M2 macrophages are the origin of tumor metastasis

Abstract Tumor metastasis is a key factor affecting the life of patients with malignant tumors. For the past hundred years, scientists have been focusing on how to kill cancer cells and inhibit their metastasis in vivo, but few breakthroughs have been made. Here we propose a novel mode for cancer metastasis. Here we show that the phagocytosis of apoptotic tumor cells by macrophages leads to their polarization into the M2 phenotype, and that the expression of stem cell related as well as drug resistance genes are induced.

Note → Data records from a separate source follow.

//! Date range helpers shared by the analyzers.
//!
//! Ranges are inclusive on both ends: a range from Jan 1 to Jan 1 covers one
//! day.

use crate::error::{Error, Result};
use chrono::{Datelike, Duration, NaiveDate};
use serde::{Deserialize, Serialize};

/// Wire format for calendar days.
pub const DATE_FORMAT: &str = "%Y-%m-%d";

const DATE_FORMAT_HINT: &str = "YYYY-MM-DD";

/// Parse a `YYYY-MM-DD` calendar day.
///
/// Anything else fails with [`Error::DateParse`] instead of being coerced into
/// a neighbouring bucket.
pub fn parse_date(input: &str) -> Result<NaiveDate> {
    NaiveDate::parse_from_str(input.trim(), DATE_FORMAT).map_err(|_| Error::DateParse {
        input: input.to_string(),
        expected: DATE_FORMAT_HINT,
    })
}

/// Format a day for display (e.g., "Mar 04").
pub fn format_day(date: NaiveDate) -> String {
    date.format("%b %d").to_string()
}

/// Inclusive span of calendar days.
#[derive(Debug, Clone, Copy, PartialEq, Eq, Serialize, Deserialize)]
pub struct DateRange {
    pub start: NaiveDate,
    pub end: NaiveDate,
}

impl DateRange {
    /// Create a range, rejecting `end < start`.
    pub fn new(start: NaiveDate, end: NaiveDate) -> Result<Self> {
        if end < start {
            return Err(Error::InvalidWindow(format!(
                "range end {} is before start {}",
                end, start
            )));
        }
        Ok(Self { start, end })
    }

    /// Number of days covered, counting both ends.
    pub fn day_count(&self) -> i64 {
        (self.end - self.start).num_days() + 1
    }

    pub fn contains(&self, date: NaiveDate) -> bool {
        date >= self.start && date <= self.end
    }

    /// Split into two contiguous halves.
    ///
    /// The first half holds `floor(day_count / 2)` days, so a one-day range
    /// has no first half and odd ranges give the extra day to the second.
    pub fn bisect(&self) -> (Option<DateRange>, DateRange) {
        let first_len = self.day_count() / 2;
        if first_len == 0 {
            return (None, *self);
        }
        let first_end = self.start + Duration::days(first_len - 1);
        let first = DateRange {
            start: self.start,
            end: first_end,
        };
        let second = DateRange {
            start: first_end + Duration::days(1),
            end: self.end,
        };
        (Some(first), second)
    }

    /// Consecutive 7-day spans starting at `start`; the last may be shorter.
    pub fn weeks(&self) -> Vec<DateRange> {
        let mut weeks = Vec::with_capacity((self.day_count() as usize + 6) / 7);
        let mut cursor = Some(self.start);
        while let Some(start) = cursor.filter(|c| *c <= self.end) {
            let week_end = start
                .checked_add_signed(Duration::days(6))
                .map_or(self.end, |end| end.min(self.end));
            weeks.push(DateRange {
                start,
                end: week_end,
            });
            cursor = week_end.checked_add_signed(Duration::days(1));
        }
        weeks
    }

    /// Iterate every day in the range.
    pub fn days(&self) -> impl Iterator<Item = NaiveDate> {
        let start = self.start;
        (0..self.day_count()).map(move |offset| start + Duration::days(offset))
    }

    /// Format for display (e.g., "Jan 01 - Jan 15, 2024").
    ///
    /// The year is repeated on both ends when the range crosses a year.
    pub fn display(&self) -> String {
        if self.start.year() == self.end.year() {
            format!(
                "{} - {}, {}",
                format_day(self.start),
                format_day(self.end),
                self.end.year()
            )
        } else {
            format!(
                "{}, {} - {}, {}",
                format_day(self.start),
                self.start.year(),
                format_day(self.end),
                self.end.year()
            )
        }
    }
}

Therefore, it appears that M2 macrophages have "defected" and have been transformed into the initial "metastatic cancer cells", and thus are the source of the distal tissue tumor metastasis. This conclusion is supported by the presence of fused cells with both macrophage and tumor cell characteristics in the peripheral blood and ascites of patients with ovarian cancer. By suppressing the expression of CD206 in M2 macrophages by siRNA, we show that the growth and metastasis of tumors is suppressed at the in vitro cell line and in the in vivo experimental mice models. In summary, we show that M2 macrophages in the blood circulation undergo a "change of loyalty" to become "cancer cells" that undergo distal tissue metastasis, which can be suppressed by the knockdown of CD206 expression.